Start of Block
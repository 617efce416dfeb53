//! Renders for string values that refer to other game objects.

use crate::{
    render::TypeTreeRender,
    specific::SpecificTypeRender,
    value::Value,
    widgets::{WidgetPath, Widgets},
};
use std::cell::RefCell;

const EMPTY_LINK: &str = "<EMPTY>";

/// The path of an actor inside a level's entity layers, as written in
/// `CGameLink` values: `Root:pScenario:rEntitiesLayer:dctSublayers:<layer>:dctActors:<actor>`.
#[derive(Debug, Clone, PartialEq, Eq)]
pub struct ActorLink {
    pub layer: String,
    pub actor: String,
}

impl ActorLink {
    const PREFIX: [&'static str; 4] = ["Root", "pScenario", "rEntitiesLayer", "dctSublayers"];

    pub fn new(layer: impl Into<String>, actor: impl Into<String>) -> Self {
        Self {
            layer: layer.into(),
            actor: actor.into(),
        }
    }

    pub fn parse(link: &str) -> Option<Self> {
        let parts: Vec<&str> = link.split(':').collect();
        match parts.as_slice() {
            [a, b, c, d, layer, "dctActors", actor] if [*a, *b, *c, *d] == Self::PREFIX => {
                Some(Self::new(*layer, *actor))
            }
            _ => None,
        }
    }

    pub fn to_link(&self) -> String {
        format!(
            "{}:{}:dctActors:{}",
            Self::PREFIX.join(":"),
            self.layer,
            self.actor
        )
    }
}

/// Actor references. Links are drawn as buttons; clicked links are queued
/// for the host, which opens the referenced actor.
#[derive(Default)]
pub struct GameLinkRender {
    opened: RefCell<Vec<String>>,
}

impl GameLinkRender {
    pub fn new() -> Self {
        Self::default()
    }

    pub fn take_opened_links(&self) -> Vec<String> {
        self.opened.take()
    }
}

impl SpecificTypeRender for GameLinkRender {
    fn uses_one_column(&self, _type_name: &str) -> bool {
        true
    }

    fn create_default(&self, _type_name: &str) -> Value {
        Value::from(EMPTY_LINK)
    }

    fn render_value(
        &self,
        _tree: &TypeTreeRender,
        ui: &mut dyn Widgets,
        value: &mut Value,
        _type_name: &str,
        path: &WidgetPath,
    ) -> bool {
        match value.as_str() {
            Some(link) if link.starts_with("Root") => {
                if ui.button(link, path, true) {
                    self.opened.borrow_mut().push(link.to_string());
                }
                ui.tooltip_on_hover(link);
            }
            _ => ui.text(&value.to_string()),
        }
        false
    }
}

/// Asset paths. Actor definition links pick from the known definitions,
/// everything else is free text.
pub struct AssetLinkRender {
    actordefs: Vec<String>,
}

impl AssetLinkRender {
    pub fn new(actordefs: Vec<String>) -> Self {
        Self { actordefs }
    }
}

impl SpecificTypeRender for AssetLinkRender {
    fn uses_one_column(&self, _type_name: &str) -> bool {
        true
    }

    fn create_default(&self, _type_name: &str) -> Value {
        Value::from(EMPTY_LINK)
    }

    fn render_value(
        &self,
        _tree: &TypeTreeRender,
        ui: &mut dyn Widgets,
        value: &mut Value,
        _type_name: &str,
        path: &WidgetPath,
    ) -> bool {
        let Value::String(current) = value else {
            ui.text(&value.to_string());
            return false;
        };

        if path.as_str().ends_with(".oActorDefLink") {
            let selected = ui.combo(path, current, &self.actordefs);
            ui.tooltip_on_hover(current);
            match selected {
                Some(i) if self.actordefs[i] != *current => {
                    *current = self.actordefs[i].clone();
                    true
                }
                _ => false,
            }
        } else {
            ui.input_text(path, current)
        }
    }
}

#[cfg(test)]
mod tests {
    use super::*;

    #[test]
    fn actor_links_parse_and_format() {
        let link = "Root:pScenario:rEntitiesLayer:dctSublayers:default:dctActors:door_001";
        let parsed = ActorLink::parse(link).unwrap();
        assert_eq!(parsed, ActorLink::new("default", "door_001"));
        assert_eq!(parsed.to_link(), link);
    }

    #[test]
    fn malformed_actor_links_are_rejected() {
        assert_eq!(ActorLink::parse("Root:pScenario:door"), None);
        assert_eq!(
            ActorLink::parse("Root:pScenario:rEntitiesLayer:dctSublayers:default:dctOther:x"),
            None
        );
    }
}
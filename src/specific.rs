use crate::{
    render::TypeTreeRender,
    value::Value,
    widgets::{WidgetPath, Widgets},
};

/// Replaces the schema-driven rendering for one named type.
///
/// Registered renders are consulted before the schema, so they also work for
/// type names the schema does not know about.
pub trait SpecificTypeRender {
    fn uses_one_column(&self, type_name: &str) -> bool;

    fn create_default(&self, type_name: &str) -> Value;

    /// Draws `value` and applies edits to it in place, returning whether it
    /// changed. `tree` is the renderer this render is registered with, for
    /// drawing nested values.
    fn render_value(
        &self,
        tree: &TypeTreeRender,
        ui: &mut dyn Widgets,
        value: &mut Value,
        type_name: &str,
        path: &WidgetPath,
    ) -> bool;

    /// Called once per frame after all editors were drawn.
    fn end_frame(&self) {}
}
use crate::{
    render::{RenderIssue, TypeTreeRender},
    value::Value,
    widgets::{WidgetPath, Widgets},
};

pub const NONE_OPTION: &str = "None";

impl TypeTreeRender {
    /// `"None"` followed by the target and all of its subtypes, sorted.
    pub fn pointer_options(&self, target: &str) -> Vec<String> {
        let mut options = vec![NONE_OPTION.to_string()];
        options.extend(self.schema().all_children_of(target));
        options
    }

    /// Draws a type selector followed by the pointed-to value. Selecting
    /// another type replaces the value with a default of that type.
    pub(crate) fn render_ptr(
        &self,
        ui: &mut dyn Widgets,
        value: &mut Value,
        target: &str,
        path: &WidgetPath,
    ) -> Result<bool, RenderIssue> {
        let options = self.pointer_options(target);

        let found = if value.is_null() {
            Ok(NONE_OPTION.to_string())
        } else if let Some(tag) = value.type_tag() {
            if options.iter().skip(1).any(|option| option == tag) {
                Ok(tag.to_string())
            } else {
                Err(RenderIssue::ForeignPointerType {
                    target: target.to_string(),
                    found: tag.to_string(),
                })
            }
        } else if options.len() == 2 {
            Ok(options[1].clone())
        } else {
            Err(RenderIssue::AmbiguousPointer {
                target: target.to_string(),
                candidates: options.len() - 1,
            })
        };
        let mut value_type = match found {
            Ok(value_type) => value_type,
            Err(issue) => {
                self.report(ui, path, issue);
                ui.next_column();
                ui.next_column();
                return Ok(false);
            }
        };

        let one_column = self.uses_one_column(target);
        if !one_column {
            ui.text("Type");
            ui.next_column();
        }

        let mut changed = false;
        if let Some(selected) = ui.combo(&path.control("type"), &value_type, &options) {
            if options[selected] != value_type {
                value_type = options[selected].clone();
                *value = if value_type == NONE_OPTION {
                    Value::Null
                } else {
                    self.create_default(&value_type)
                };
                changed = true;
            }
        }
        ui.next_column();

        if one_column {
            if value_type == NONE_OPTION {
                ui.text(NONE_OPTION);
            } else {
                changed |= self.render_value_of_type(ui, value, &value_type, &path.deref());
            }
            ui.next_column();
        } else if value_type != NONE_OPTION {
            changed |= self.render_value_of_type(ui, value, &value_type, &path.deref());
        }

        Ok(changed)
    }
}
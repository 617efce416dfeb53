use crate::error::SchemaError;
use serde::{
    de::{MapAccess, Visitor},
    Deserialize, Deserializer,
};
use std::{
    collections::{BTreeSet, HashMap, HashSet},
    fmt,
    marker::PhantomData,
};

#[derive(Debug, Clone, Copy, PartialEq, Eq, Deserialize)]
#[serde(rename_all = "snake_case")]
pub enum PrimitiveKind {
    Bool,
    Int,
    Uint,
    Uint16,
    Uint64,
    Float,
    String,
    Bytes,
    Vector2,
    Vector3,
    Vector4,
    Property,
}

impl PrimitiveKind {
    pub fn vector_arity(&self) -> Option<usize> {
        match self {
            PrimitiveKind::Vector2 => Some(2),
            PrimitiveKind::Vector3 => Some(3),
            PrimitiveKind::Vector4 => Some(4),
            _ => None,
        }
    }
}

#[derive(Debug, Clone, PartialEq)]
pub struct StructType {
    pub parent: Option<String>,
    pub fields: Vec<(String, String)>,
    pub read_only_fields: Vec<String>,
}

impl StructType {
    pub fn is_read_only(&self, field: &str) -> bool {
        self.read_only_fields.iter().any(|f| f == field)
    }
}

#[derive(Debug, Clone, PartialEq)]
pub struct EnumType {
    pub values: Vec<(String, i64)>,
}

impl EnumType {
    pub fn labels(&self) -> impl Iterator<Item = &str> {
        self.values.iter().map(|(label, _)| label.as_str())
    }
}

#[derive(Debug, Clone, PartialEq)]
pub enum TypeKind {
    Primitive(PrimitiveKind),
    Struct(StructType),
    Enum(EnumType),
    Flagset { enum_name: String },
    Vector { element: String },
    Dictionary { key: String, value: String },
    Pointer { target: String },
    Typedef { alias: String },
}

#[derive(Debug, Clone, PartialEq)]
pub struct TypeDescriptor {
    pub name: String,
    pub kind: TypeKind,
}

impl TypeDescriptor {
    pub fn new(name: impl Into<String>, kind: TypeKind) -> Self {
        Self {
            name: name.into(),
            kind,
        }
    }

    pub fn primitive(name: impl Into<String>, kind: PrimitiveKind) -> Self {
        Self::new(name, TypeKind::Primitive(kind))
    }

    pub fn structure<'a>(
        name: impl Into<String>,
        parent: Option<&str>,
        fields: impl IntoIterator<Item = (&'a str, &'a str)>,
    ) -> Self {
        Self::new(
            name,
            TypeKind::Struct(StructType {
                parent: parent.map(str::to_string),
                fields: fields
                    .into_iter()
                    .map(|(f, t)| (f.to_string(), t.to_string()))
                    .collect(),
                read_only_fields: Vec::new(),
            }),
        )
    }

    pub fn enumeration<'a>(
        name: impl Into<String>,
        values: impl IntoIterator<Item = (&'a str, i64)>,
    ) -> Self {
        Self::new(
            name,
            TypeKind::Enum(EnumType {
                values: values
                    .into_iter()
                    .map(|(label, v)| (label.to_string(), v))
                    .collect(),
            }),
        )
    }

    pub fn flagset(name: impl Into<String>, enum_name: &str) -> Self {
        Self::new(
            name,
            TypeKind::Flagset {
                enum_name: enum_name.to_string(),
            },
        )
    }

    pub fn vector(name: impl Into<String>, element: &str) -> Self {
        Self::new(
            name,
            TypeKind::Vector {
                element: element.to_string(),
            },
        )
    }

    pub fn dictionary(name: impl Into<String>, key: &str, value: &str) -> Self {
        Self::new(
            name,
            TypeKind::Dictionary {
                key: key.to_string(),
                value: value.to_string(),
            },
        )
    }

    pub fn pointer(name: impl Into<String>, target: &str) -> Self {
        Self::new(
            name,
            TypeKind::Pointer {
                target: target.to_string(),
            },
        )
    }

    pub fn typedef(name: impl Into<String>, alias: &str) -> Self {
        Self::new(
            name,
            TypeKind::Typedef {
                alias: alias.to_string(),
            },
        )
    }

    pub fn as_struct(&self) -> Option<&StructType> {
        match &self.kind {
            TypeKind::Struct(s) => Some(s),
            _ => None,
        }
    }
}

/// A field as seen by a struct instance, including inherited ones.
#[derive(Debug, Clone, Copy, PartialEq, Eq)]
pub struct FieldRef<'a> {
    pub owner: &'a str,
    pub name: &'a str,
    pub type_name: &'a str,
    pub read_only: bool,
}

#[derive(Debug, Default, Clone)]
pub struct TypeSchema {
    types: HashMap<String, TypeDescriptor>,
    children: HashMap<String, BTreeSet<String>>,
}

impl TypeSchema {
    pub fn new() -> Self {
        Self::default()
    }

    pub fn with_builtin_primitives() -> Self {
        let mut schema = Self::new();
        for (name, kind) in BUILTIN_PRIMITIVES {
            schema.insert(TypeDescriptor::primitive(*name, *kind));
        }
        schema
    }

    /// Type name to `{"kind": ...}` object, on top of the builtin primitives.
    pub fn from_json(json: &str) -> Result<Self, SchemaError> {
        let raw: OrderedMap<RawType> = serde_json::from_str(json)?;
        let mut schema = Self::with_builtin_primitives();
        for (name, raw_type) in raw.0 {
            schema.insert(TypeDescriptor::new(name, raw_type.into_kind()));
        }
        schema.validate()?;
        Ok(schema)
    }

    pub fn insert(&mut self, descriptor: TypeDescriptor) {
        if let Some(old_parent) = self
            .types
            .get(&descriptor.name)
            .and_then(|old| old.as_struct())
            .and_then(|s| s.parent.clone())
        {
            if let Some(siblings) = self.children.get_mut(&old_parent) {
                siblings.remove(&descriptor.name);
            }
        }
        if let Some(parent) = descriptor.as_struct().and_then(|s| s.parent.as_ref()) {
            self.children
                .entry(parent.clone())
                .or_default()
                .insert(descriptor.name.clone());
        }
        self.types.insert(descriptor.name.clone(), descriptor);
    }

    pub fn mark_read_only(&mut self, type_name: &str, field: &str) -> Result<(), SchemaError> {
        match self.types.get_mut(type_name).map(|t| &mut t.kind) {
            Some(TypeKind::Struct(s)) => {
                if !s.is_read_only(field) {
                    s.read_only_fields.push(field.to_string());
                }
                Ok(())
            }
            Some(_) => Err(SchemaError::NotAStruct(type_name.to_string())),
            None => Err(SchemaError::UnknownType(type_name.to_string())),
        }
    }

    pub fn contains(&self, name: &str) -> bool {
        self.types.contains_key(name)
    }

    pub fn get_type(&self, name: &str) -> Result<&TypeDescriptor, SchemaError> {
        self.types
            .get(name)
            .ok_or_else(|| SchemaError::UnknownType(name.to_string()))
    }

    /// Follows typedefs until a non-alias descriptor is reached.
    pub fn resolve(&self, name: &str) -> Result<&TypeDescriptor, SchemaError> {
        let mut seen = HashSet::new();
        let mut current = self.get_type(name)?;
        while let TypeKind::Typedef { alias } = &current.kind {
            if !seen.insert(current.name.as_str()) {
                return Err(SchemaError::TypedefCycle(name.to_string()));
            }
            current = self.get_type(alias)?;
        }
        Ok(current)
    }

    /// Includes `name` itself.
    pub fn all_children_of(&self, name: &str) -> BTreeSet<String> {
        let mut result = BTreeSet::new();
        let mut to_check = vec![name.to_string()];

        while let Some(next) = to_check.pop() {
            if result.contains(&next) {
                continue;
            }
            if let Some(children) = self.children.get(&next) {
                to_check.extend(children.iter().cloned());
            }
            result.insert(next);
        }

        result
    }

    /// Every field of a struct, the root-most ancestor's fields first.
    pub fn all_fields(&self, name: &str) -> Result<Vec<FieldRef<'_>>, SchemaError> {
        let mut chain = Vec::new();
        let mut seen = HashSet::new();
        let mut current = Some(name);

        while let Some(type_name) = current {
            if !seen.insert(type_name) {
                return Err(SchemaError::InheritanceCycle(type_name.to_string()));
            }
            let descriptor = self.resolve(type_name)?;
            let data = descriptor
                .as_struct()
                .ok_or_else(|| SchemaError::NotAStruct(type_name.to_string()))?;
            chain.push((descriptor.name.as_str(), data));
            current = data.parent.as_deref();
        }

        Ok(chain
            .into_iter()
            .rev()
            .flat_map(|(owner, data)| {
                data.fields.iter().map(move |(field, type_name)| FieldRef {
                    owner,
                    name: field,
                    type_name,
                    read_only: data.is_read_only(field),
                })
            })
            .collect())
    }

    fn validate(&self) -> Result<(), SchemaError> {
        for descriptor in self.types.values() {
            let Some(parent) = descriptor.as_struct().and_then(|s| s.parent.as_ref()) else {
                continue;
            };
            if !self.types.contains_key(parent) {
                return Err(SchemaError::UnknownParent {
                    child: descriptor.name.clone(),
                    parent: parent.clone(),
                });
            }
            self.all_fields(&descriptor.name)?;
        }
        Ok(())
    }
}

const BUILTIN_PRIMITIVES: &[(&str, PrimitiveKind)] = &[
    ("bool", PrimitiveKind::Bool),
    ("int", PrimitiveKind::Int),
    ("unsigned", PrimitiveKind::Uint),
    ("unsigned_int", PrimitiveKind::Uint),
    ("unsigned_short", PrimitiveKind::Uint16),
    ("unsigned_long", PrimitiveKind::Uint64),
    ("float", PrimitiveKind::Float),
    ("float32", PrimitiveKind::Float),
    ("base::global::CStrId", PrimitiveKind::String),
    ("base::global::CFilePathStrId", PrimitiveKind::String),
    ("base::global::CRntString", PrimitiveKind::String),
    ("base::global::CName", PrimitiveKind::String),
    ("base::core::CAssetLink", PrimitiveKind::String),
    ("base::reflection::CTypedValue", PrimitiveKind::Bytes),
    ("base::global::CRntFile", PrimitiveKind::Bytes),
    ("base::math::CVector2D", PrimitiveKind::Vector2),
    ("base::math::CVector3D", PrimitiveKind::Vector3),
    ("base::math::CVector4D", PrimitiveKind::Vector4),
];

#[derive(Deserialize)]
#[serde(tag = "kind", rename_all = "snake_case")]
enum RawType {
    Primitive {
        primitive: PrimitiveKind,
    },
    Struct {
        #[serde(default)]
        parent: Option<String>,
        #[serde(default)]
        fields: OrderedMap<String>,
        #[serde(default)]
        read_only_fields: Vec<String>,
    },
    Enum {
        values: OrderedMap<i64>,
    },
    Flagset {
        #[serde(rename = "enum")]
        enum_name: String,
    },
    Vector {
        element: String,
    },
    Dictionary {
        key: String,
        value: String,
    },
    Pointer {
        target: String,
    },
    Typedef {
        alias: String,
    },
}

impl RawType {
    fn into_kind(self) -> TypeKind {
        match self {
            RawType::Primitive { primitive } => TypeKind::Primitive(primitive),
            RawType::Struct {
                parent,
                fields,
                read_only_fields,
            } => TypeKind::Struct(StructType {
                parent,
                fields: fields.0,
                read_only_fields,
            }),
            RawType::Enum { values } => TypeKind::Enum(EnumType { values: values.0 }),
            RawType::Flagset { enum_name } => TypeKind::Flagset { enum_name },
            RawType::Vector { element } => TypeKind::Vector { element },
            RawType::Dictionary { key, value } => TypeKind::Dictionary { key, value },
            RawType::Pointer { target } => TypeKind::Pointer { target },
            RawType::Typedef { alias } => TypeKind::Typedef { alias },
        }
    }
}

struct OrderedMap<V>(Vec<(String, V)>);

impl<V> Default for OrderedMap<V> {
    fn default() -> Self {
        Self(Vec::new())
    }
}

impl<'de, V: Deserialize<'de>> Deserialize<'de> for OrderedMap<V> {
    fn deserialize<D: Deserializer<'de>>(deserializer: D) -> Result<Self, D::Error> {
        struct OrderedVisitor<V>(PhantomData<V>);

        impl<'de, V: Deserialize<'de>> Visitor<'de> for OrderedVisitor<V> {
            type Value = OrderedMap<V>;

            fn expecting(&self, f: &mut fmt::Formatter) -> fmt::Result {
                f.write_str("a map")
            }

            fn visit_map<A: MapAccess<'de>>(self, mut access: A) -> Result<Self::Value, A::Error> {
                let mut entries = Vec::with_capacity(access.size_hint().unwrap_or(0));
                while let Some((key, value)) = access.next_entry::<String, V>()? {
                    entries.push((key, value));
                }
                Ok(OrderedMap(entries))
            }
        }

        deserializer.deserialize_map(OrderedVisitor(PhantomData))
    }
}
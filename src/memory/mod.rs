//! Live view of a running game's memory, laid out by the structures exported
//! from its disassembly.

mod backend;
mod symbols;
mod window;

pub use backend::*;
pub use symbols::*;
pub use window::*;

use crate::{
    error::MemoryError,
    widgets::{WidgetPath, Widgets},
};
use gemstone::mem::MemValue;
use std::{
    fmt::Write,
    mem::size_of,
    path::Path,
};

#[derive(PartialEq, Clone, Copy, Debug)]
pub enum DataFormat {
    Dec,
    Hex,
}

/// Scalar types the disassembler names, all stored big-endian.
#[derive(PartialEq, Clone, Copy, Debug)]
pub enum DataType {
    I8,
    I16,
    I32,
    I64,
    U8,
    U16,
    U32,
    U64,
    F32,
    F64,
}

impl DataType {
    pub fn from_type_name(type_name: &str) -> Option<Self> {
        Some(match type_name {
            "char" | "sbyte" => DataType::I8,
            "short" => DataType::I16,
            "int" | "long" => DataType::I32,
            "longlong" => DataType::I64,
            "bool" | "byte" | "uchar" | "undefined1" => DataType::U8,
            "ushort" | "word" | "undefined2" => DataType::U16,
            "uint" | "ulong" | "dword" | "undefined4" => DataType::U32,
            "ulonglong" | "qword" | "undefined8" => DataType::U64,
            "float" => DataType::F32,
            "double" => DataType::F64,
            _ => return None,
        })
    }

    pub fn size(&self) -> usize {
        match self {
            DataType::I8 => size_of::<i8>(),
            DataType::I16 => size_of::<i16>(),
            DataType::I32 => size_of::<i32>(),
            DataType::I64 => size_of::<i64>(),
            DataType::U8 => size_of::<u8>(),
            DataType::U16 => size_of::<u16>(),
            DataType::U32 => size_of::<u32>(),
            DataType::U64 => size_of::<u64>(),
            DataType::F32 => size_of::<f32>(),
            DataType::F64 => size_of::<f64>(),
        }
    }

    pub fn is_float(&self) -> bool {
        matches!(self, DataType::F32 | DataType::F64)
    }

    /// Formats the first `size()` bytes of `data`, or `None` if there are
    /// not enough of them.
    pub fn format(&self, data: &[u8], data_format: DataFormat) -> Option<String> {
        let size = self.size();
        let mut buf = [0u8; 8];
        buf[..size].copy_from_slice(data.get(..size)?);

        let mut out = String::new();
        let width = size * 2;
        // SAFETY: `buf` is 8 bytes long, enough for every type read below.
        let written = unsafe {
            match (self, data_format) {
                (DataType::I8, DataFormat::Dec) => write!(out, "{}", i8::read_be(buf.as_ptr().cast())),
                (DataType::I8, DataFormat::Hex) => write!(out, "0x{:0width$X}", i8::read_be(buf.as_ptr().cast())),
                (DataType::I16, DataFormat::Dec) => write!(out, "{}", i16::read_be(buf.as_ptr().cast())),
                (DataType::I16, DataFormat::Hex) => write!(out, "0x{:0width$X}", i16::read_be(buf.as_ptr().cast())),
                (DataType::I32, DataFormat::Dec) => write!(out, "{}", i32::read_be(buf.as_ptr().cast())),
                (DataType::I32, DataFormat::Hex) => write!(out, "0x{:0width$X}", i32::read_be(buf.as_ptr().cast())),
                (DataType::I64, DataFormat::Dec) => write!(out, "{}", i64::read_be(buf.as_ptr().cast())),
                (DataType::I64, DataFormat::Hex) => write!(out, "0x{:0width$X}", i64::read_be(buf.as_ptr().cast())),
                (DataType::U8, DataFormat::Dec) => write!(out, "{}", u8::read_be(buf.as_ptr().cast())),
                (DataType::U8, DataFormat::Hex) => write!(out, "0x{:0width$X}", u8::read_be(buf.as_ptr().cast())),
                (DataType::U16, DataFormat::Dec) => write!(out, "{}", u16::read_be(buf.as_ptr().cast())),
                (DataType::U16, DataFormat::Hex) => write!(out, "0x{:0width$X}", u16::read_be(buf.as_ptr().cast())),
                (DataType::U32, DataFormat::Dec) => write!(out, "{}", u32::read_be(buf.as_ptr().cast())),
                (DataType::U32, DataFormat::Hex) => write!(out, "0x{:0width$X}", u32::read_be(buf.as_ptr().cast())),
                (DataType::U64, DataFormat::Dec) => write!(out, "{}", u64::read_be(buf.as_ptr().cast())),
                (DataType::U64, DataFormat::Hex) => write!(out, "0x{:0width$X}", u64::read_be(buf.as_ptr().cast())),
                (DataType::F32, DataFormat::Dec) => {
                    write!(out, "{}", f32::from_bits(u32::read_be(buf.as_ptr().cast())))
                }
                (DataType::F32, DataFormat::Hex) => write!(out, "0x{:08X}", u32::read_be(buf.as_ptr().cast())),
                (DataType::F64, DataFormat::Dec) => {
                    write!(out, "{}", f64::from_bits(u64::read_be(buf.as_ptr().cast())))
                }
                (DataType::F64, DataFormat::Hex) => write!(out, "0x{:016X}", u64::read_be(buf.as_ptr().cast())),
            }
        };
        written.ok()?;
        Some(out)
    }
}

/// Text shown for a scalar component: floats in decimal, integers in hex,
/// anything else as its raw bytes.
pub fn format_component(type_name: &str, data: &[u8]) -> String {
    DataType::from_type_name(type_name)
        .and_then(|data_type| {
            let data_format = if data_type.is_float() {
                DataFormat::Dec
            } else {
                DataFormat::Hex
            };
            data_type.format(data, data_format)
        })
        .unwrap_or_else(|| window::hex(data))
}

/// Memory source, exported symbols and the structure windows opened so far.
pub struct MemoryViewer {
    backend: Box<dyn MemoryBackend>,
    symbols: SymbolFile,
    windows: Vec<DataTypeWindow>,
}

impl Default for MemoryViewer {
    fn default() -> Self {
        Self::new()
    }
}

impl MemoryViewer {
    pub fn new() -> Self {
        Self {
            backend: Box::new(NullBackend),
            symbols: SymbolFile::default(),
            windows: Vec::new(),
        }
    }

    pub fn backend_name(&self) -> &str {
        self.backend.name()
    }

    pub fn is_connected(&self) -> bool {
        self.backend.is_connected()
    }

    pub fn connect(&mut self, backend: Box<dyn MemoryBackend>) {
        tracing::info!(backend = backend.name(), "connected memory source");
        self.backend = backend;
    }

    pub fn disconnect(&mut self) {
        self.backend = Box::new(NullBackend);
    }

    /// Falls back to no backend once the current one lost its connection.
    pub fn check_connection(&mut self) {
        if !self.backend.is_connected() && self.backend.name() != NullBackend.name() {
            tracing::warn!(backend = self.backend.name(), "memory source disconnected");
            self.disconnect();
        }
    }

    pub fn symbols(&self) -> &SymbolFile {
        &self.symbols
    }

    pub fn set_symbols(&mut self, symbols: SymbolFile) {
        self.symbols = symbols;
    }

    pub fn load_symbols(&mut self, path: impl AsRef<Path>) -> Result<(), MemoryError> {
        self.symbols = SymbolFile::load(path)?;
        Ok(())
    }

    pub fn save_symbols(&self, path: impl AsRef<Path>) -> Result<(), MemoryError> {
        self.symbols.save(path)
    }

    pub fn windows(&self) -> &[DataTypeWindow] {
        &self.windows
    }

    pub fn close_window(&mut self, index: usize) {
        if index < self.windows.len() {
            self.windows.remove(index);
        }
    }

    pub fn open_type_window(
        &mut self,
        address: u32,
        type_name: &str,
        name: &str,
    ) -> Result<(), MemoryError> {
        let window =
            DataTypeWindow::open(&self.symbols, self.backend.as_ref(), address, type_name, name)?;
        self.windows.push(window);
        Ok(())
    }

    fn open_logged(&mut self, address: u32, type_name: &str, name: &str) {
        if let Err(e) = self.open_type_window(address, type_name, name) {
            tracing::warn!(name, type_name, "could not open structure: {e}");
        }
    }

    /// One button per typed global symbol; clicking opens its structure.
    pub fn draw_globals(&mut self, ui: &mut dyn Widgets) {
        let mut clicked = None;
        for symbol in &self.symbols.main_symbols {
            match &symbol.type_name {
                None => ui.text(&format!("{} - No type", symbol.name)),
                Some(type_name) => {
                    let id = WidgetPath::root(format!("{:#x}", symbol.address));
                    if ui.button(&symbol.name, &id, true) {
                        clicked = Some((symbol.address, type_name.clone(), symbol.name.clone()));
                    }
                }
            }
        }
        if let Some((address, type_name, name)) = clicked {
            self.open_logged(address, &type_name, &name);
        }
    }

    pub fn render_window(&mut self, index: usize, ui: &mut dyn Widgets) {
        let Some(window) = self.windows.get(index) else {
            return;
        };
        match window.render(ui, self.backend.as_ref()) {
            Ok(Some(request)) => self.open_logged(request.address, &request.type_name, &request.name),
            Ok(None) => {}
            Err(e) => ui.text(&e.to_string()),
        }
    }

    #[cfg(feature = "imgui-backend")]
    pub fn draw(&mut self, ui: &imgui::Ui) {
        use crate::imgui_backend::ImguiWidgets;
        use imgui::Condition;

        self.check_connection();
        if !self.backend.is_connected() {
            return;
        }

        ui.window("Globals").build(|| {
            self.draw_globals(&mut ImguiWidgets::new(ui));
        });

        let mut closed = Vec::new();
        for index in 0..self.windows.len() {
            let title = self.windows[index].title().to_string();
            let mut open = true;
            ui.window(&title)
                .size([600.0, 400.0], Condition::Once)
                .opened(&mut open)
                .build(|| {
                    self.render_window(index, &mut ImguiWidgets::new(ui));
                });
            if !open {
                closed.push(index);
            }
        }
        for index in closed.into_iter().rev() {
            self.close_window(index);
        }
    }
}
End of Block
Only the lines from the beginning of the entries through the line bearing "const PREFIX: [&'static" should be returned, each exactly as written.

Output:
repository 617efce416dfeb53
//! Renders for string values that refer to other game objects.

use crate::{
    render::TypeTreeRender,
    specific::SpecificTypeRender,
    value::Value,
    widgets::{WidgetPath, Widgets},
};
use std::cell::RefCell;

const EMPTY_LINK: &str = "<EMPTY>";

/// The path of an actor inside a level's entity layers, as written in
/// `CGameLink` values: `Root:pScenario:rEntitiesLayer:dctSublayers:<layer>:dctActors:<actor>`.
#[derive(Debug, Clone, PartialEq, Eq)]
pub struct ActorLink {
    pub layer: String,
    pub actor: String,
}

impl ActorLink {
    const PREFIX: [&'static str; 4] = ["Root", "pScenario", "rEntitiesLayer", "dctSublayers"];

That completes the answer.